I write today’s special blog post with the recent and now familiar feeling of wet tears streaming down my cheeks, underneath my glasses, falling into my lap as I say goodbye to the end of a beautiful era and another milestone in the death of my wonderful, special and loving Dad.
This is the first time I have been able to write about my dad and my loss but feel today is the day. I am now comfortable to share my experience despite my continuing grief.
This milestone today, I am reluctant to let go of, but know to move forward that is exactly what I need to do.
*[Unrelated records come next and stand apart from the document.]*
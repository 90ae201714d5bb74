//! The peer address of the connection a request arrived on.

use std::net::SocketAddr;

use crate::state::{State, StateData};

struct ClientAddr(SocketAddr);

impl StateData for ClientAddr {}

pub(crate) fn put_client_addr(state: &mut State, addr: SocketAddr) {
    state.put(ClientAddr(addr))
}

/// The address of the client that sent the request, when the connection reported one.
///
/// `TestServer` requests come from `127.0.0.1:10000`.
pub fn client_addr(state: &State) -> Option<SocketAddr> {
    state.try_borrow::<ClientAddr>().map(|ClientAddr(addr)| *addr)
}
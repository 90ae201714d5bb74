use crate::state::{State, StateData};

/// Borrows a request value by its type, e.g. `Uri::borrow_from(&state)`.
///
/// ```rust
/// use static_route::hyper::Method;
/// use static_route::state::{FromState, State};
///
/// fn is_head(state: &State) -> bool {
///     Method::try_borrow_from(state) == Some(&Method::HEAD)
/// }
/// #
/// # State::with_new(|state| {
/// #     assert!(!is_head(state));
/// #     state.put(Method::HEAD);
/// #     assert!(is_head(state));
/// # });
/// ```
pub trait FromState: StateData + Sized {
    /// The value of this type, if one is stored.
    fn try_borrow_from(state: &State) -> Option<&Self>;

    /// The value of this type.
    ///
    /// # Panics
    ///
    /// If `Self` is not present in `State`. Values taken from the request (`Method`, `Uri`,
    /// `Version`, `HeaderMap` and `Body`) are always present for handlers.
    fn borrow_from(state: &State) -> &Self;
}

impl<T> FromState for T
where
    T: StateData,
{
    fn try_borrow_from(state: &State) -> Option<&Self> {
        state.try_borrow()
    }

    fn borrow_from(state: &State) -> &Self {
        state.borrow()
    }
}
Grieve the loss, walk straight through the middle of the pain and the uncomfortableness and continue with one foot in front of the other.
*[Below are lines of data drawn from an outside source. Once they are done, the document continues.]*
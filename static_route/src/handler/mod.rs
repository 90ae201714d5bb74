//! Defines types for handlers, the targets of routes.
//!
//! A function can be used directly as a handler using one of the default implementations of
//! `Handler`, but the trait can also be implemented directly for greater control. The static
//! file handlers in [`assets`] and the [`StaticRoute`] responder are both implemented this way.

use std::borrow::Cow;
use std::future::Future;
use std::panic::RefUnwindSafe;
use std::pin::Pin;

use futures_util::future::{self, FutureExt};
use hyper::{Body, Response, StatusCode};
use mime::{self, Mime};

use crate::helpers::http::response;
use crate::state::State;

pub mod assets;
mod error;
pub mod static_route;

pub use self::assets::{AssetError, FileHandler, FileOptions, ServeFile};
pub use self::error::{HandlerError, MapHandlerError};
pub use self::static_route::{static_file, StaticRoute};

/// A type alias for the value a `HandlerFuture` resolves to.
pub type HandlerResult = std::result::Result<(State, Response<Body>), (State, HandlerError)>;

/// A type alias for the trait objects returned by `Handler::handle`.
///
/// When the `Future` resolves to an error, the `(State, HandlerError)` value is used to generate
/// an appropriate HTTP error response.
pub type HandlerFuture = dyn Future<Output = HandlerResult> + Send;

/// A `Handler` is an asynchronous function, taking a `State` value which represents the request
/// and related runtime state, and returns a future which resolves to a response.
///
/// This represents the common entry point for the parts of an application, implemented by the
/// `Router`, by `FileHandler` and by `StaticRoute`.
///
/// # Implementing `Handler`
///
/// Functions with the signature `fn(State) -> (State, R)` where `R: IntoResponse` implement
/// `Handler` automatically:
///
/// ```rust
/// use static_route::hyper::{Body, Response, StatusCode};
/// use static_route::state::State;
///
/// fn my_handler(state: State) -> (State, Response<Body>) {
///     let response = Response::builder()
///         .status(StatusCode::ACCEPTED)
///         .body(Body::empty())
///         .unwrap();
///     (state, response)
/// }
/// #
/// # let test_server = static_route::test::TestServer::new(|| Ok(my_handler)).unwrap();
/// # let response = test_server.client().get("http://localhost/").perform().unwrap();
/// # assert_eq!(response.status(), StatusCode::ACCEPTED);
/// ```
pub trait Handler: Send {
    /// Handles the request, returning a boxed future which resolves to a response.
    fn handle(self, state: State) -> Pin<Box<HandlerFuture>>;
}

impl<F, R> Handler for F
where
    F: FnOnce(State) -> R + Send,
    R: IntoHandlerFuture,
{
    fn handle(self, state: State) -> Pin<Box<HandlerFuture>> {
        self(state).into_handler_future()
    }
}

/// A type which is used to spawn new `Handler` values. When implementing a custom `Handler` type,
/// this is used to define how instances of the `Handler` are created.
///
/// The `NewHandler` is shared by every request routed to it, so it must be safe to use from many
/// threads at once; each request gets its own `Handler` instance from `new_handler`.
///
/// ```rust
/// use std::pin::Pin;
///
/// use static_route::handler::{Handler, HandlerFuture, IntoHandlerFuture, NewHandler};
/// use static_route::hyper::StatusCode;
/// use static_route::helpers::http::response::create_empty_response;
/// use static_route::state::State;
///
/// #[derive(Copy, Clone)]
/// struct MyCustomHandler;
///
/// impl NewHandler for MyCustomHandler {
///     type Instance = Self;
///
///     fn new_handler(&self) -> static_route::anyhow::Result<Self::Instance> {
///         Ok(*self)
///     }
/// }
///
/// impl Handler for MyCustomHandler {
///     fn handle(self, state: State) -> Pin<Box<HandlerFuture>> {
///         let response = create_empty_response(&state, StatusCode::NO_CONTENT);
///         (state, response).into_handler_future()
///     }
/// }
/// #
/// # let test_server = static_route::test::TestServer::new(MyCustomHandler).unwrap();
/// # let response = test_server.client().get("http://localhost/").perform().unwrap();
/// # assert_eq!(response.status(), StatusCode::NO_CONTENT);
/// ```
pub trait NewHandler: Send + Sync + RefUnwindSafe {
    /// The type of `Handler` created by the `NewHandler`.
    type Instance: Handler + Send;

    /// Create and return a new `Handler` value.
    fn new_handler(&self) -> anyhow::Result<Self::Instance>;

    /// A human readable label for this handler, shown in route listings.
    fn describe(&self) -> Cow<'static, str> {
        Cow::Borrowed(std::any::type_name::<Self>())
    }
}

impl<F, H> NewHandler for F
where
    F: Fn() -> anyhow::Result<H> + Send + Sync + RefUnwindSafe,
    H: Handler + Send,
{
    type Instance = H;

    fn new_handler(&self) -> anyhow::Result<H> {
        self()
    }

    fn describe(&self) -> Cow<'static, str> {
        Cow::Borrowed(std::any::type_name::<H>())
    }
}

/// Represents a type which can be converted into the future type returned by a `Handler`.
///
/// This is used to allow functions with different return types to satisfy the `Handler` trait
/// bound via the generic function implementation.
pub trait IntoHandlerFuture {
    /// Converts this value into a boxed future resolving to a state and response.
    fn into_handler_future(self) -> Pin<Box<HandlerFuture>>;
}

impl<T> IntoHandlerFuture for (State, T)
where
    T: IntoResponse,
{
    fn into_handler_future(self) -> Pin<Box<HandlerFuture>> {
        let (state, t) = self;
        let response = t.into_response(&state);
        future::ok((state, response)).boxed()
    }
}

impl IntoHandlerFuture for Pin<Box<HandlerFuture>> {
    fn into_handler_future(self) -> Pin<Box<HandlerFuture>> {
        self
    }
}

/// Represents a type which can be converted to a response. This trait is used in converting the
/// return type of a function into a response.
pub trait IntoResponse {
    /// Converts this value into a `hyper::Response`
    fn into_response(self, state: &State) -> Response<Body>;
}

impl IntoResponse for Response<Body> {
    fn into_response(self, _state: &State) -> Response<Body> {
        self
    }
}

impl<T, E> IntoResponse for Result<T, E>
where
    T: IntoResponse,
    E: IntoResponse,
{
    fn into_response(self, state: &State) -> Response<Body> {
        match self {
            Ok(res) => res.into_response(state),
            Err(e) => e.into_response(state),
        }
    }
}

impl<B> IntoResponse for (Mime, B)
where
    B: Into<Body>,
{
    fn into_response(self, state: &State) -> Response<Body> {
        (StatusCode::OK, self.0, self.1).into_response(state)
    }
}

impl<B> IntoResponse for (StatusCode, Mime, B)
where
    B: Into<Body>,
{
    fn into_response(self, state: &State) -> Response<Body> {
        response::create_response(state, self.0, self.1, self.2)
    }
}

impl IntoResponse for String {
    fn into_response(self, state: &State) -> Response<Body> {
        (mime::TEXT_PLAIN_UTF_8, self).into_response(state)
    }
}

impl IntoResponse for &'static str {
    fn into_response(self, state: &State) -> Response<Body> {
        (mime::TEXT_PLAIN_UTF_8, self).into_response(state)
    }
}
Today I am one more footstep through my journey in grief and it is a long winding journey with many peaks and troughs and surprise emotions popping up all over the place waiting to be acknowledged.
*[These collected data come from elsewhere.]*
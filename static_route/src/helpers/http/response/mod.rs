//! Helpers for HTTP response generation

use hyper::header::{HeaderValue, CONTENT_TYPE};
use hyper::{Body, Method, Response, StatusCode};
use mime::Mime;

use crate::state::{FromState, State};

/// Creates a `Response` object with the given status, content type and body.
///
/// The body is omitted for `HEAD` requests, while the `Content-Type` header is kept.
///
/// # Examples
///
/// ```rust
/// use static_route::helpers::http::response::create_response;
/// use static_route::hyper::{header::CONTENT_TYPE, Body, Response, StatusCode};
/// use static_route::state::State;
///
/// static BODY: &'static [u8] = b"Hello, world!";
///
/// fn handler(state: State) -> (State, Response<Body>) {
///     let response = create_response(&state, StatusCode::OK, mime::TEXT_PLAIN, BODY);
///
///     (state, response)
/// }
/// #
/// # let test_server = static_route::test::TestServer::new(|| Ok(handler)).unwrap();
/// # let response = test_server.client().get("http://example.com/").perform().unwrap();
/// # assert_eq!(response.status(), StatusCode::OK);
/// # assert_eq!(response.headers().get(CONTENT_TYPE).unwrap(), "text/plain");
/// # assert_eq!(&response.read_body().unwrap()[..], BODY);
/// ```
pub fn create_response<B>(state: &State, status: StatusCode, mime: Mime, body: B) -> Response<Body>
where
    B: Into<Body>,
{
    let mut res = create_empty_response(state, status);

    // The content type is always a valid header value
    if let Ok(content_type) = HeaderValue::from_str(mime.as_ref()) {
        res.headers_mut().insert(CONTENT_TYPE, content_type);
    }

    if *Method::borrow_from(state) != Method::HEAD {
        *res.body_mut() = body.into();
    }

    res
}

/// Produces a simple empty `Response` with the provided status.
///
/// ```rust
/// use static_route::helpers::http::response::create_empty_response;
/// use static_route::hyper::{Body, Response, StatusCode};
/// use static_route::state::State;
///
/// fn handler(state: State) -> (State, Response<Body>) {
///     let resp = create_empty_response(&state, StatusCode::NO_CONTENT);
///
///     (state, resp)
/// }
/// #
/// # let test_server = static_route::test::TestServer::new(|| Ok(handler)).unwrap();
/// # let response = test_server.client().get("http://example.com/").perform().unwrap();
/// # assert_eq!(response.status(), StatusCode::NO_CONTENT);
/// # assert!(response.read_body().unwrap().is_empty());
/// ```
pub fn create_empty_response(_state: &State, status: StatusCode) -> Response<Body> {
    let mut res = Response::new(Body::empty());
    *res.status_mut() = status;
    res
}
My beautiful dad, my most favourite person in my world passed away seven months ago tomorrow and the deep sorrow and grief that this has caused is difficult to comprehend and harder to explain. I often still feel like it is all surreal as I contemplate my now new reality without him in my life.
For two months I looked at his funeral card with teary eyes every day and could still not come to terms with the fact that it was my dad in the photo, not my dad. At seven months it still sits by my bed but I have an acceptance at some level of the significance and meaning of the card.
If you are lucky like me, my dad was loving, kind, generous, fair, funny, fun, family driven and my rock in this world. He was my go to person when I needed advice or someone to talk to.
I am blessed to say that my dad to me was perfect. He never ever let me down, he was always there and always consistent. He always allowed me to be just me. He never judged me and instead he lifted me up when I needed it and continually believed in me.
Just by being the person he was, he role modelled to me love, loyalty and respect and in his own unique way he was able to instil his family values in all of his family in a natural and fulfilling way.
Events and milestones
When we lose someone special we have a myriad of events and milestones in the journey through the grief and the times that follow.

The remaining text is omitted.